**Assigned task:**
Lines with the word "silver" in them are the ones to copy from the records.

**Data:**

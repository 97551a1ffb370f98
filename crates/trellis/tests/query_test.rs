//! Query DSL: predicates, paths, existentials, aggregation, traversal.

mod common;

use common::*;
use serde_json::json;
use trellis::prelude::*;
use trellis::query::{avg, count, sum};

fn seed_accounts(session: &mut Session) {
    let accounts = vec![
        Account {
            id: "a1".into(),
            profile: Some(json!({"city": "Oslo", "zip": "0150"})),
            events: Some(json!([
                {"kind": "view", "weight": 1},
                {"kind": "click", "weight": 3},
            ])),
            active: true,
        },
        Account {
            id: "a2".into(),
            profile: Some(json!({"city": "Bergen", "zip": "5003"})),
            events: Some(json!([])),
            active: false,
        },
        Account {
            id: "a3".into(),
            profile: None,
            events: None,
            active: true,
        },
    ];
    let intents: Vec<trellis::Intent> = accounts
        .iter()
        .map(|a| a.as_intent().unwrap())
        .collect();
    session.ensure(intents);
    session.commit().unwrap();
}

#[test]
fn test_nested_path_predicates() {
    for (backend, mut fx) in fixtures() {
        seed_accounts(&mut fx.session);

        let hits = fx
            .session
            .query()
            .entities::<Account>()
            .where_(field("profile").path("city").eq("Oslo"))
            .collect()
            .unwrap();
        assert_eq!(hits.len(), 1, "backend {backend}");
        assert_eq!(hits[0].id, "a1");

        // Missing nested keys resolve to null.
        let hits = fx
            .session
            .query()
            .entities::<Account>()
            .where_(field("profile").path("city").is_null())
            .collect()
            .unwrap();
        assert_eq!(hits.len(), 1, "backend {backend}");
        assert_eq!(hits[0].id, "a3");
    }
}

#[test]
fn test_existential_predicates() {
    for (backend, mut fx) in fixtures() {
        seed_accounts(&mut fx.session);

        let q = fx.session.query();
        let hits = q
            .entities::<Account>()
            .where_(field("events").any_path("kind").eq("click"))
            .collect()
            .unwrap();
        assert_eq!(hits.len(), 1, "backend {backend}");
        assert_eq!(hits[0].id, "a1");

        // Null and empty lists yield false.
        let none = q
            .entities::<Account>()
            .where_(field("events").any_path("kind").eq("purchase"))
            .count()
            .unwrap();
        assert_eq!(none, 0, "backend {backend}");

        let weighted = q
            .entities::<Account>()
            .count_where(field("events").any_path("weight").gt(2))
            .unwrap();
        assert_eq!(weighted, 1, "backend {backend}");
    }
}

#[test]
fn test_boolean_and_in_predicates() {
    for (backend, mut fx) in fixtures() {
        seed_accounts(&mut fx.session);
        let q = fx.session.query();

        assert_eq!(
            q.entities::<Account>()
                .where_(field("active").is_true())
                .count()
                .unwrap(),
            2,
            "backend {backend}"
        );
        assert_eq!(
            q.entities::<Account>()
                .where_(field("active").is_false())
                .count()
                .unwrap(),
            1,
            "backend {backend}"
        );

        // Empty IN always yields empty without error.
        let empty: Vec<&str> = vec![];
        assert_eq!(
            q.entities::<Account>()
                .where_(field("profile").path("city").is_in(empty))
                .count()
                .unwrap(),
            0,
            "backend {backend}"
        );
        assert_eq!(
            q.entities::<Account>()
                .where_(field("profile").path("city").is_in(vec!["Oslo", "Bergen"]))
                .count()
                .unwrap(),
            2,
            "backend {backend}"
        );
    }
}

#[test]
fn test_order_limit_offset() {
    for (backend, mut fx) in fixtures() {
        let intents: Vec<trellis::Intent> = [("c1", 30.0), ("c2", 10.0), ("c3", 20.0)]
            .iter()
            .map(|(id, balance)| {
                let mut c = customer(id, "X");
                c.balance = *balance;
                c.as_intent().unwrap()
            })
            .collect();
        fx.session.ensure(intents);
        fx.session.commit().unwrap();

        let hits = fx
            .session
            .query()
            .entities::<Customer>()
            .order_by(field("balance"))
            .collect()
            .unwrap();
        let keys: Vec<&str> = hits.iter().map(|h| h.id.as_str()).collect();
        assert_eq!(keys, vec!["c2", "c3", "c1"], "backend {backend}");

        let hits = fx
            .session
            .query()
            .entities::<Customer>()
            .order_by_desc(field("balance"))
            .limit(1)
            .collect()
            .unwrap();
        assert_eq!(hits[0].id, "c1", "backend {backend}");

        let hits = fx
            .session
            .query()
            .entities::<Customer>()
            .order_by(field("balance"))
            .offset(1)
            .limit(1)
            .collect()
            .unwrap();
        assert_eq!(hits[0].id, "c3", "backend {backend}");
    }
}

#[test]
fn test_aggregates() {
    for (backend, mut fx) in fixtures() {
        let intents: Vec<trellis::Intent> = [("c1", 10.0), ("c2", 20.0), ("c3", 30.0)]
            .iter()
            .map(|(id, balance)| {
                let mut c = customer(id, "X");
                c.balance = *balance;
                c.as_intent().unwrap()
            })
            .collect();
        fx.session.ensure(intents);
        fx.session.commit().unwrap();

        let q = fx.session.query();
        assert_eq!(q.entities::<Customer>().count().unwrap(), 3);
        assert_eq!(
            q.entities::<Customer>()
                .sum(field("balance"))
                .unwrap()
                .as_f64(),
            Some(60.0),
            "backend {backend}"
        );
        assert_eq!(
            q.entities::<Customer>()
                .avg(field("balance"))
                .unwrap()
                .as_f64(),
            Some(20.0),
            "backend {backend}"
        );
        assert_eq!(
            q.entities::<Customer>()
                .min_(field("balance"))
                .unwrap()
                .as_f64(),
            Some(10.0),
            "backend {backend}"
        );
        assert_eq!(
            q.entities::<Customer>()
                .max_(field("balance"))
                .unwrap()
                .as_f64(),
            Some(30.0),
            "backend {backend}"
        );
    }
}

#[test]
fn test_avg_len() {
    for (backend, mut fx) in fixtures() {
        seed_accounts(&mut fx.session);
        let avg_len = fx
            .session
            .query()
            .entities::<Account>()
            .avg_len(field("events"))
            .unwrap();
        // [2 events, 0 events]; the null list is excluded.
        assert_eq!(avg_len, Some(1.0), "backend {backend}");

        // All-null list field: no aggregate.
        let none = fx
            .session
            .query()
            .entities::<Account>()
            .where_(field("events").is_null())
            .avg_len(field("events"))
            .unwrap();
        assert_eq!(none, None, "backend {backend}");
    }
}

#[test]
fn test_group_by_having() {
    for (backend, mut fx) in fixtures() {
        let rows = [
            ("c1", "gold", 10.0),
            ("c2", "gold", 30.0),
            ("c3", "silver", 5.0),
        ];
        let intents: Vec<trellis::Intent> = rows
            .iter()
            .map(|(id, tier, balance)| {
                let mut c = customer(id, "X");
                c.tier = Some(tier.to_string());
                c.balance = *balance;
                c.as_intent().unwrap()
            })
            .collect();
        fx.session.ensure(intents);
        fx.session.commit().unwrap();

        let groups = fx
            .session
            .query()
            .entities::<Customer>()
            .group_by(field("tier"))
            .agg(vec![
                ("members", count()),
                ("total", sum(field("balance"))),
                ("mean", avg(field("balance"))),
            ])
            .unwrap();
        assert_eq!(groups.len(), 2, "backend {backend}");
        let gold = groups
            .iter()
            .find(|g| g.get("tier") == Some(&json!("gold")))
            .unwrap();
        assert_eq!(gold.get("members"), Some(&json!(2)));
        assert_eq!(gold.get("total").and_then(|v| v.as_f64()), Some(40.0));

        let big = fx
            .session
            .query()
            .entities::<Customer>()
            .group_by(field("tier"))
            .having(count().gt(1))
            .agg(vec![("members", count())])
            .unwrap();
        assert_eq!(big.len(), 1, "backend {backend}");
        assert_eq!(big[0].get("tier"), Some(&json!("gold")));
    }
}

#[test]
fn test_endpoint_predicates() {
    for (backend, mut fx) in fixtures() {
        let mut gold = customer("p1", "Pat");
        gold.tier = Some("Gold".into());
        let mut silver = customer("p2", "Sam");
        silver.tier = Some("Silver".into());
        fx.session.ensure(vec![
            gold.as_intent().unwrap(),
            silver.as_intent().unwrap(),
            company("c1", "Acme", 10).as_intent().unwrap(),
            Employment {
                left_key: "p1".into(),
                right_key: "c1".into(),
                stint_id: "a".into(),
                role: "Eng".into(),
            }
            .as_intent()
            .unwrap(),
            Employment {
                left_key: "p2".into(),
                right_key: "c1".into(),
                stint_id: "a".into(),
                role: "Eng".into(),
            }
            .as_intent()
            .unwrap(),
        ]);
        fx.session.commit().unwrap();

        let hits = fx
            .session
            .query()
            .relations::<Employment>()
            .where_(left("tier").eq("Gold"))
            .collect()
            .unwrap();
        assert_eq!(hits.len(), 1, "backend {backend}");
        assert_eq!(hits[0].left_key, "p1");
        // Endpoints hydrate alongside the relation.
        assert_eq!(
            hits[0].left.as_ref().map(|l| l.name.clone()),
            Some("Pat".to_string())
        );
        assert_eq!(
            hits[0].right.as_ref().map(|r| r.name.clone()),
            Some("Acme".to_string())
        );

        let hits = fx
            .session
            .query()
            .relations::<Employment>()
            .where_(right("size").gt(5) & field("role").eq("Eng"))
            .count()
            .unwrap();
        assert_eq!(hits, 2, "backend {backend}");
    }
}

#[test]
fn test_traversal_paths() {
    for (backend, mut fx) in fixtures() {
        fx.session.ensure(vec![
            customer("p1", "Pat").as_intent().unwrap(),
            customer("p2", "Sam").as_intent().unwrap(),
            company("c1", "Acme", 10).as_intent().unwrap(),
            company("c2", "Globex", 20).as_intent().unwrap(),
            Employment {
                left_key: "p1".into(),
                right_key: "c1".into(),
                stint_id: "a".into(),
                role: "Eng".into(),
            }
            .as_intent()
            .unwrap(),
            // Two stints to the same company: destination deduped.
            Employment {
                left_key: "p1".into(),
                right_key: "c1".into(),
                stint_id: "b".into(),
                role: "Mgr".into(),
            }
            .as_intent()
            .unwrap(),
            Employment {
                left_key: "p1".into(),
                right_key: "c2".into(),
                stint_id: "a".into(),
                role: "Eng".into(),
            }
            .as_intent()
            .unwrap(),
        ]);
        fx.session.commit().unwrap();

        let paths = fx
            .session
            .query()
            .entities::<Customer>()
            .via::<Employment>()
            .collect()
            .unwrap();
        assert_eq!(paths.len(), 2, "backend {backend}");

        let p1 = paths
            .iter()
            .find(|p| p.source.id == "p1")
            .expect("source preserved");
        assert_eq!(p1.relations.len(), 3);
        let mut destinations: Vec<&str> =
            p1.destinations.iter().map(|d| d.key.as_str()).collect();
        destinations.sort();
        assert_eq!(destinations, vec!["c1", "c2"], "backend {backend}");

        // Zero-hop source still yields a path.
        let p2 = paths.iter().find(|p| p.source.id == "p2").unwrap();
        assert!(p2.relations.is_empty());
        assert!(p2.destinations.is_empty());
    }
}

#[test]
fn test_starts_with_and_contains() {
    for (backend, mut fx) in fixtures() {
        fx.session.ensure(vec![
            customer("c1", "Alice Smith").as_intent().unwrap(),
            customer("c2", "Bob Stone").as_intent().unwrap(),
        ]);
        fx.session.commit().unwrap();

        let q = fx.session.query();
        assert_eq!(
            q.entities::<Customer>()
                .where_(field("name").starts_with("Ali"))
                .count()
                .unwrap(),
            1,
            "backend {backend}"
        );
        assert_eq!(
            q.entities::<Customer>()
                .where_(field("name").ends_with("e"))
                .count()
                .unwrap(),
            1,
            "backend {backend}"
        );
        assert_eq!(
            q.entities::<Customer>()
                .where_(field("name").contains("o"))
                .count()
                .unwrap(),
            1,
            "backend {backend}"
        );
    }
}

**Completed task:**
            ("c3", "silver", 5.0),
        let mut silver = customer("p2", "Sam");
        silver.tier = Some("Silver".into());
            silver.as_intent().unwrap(),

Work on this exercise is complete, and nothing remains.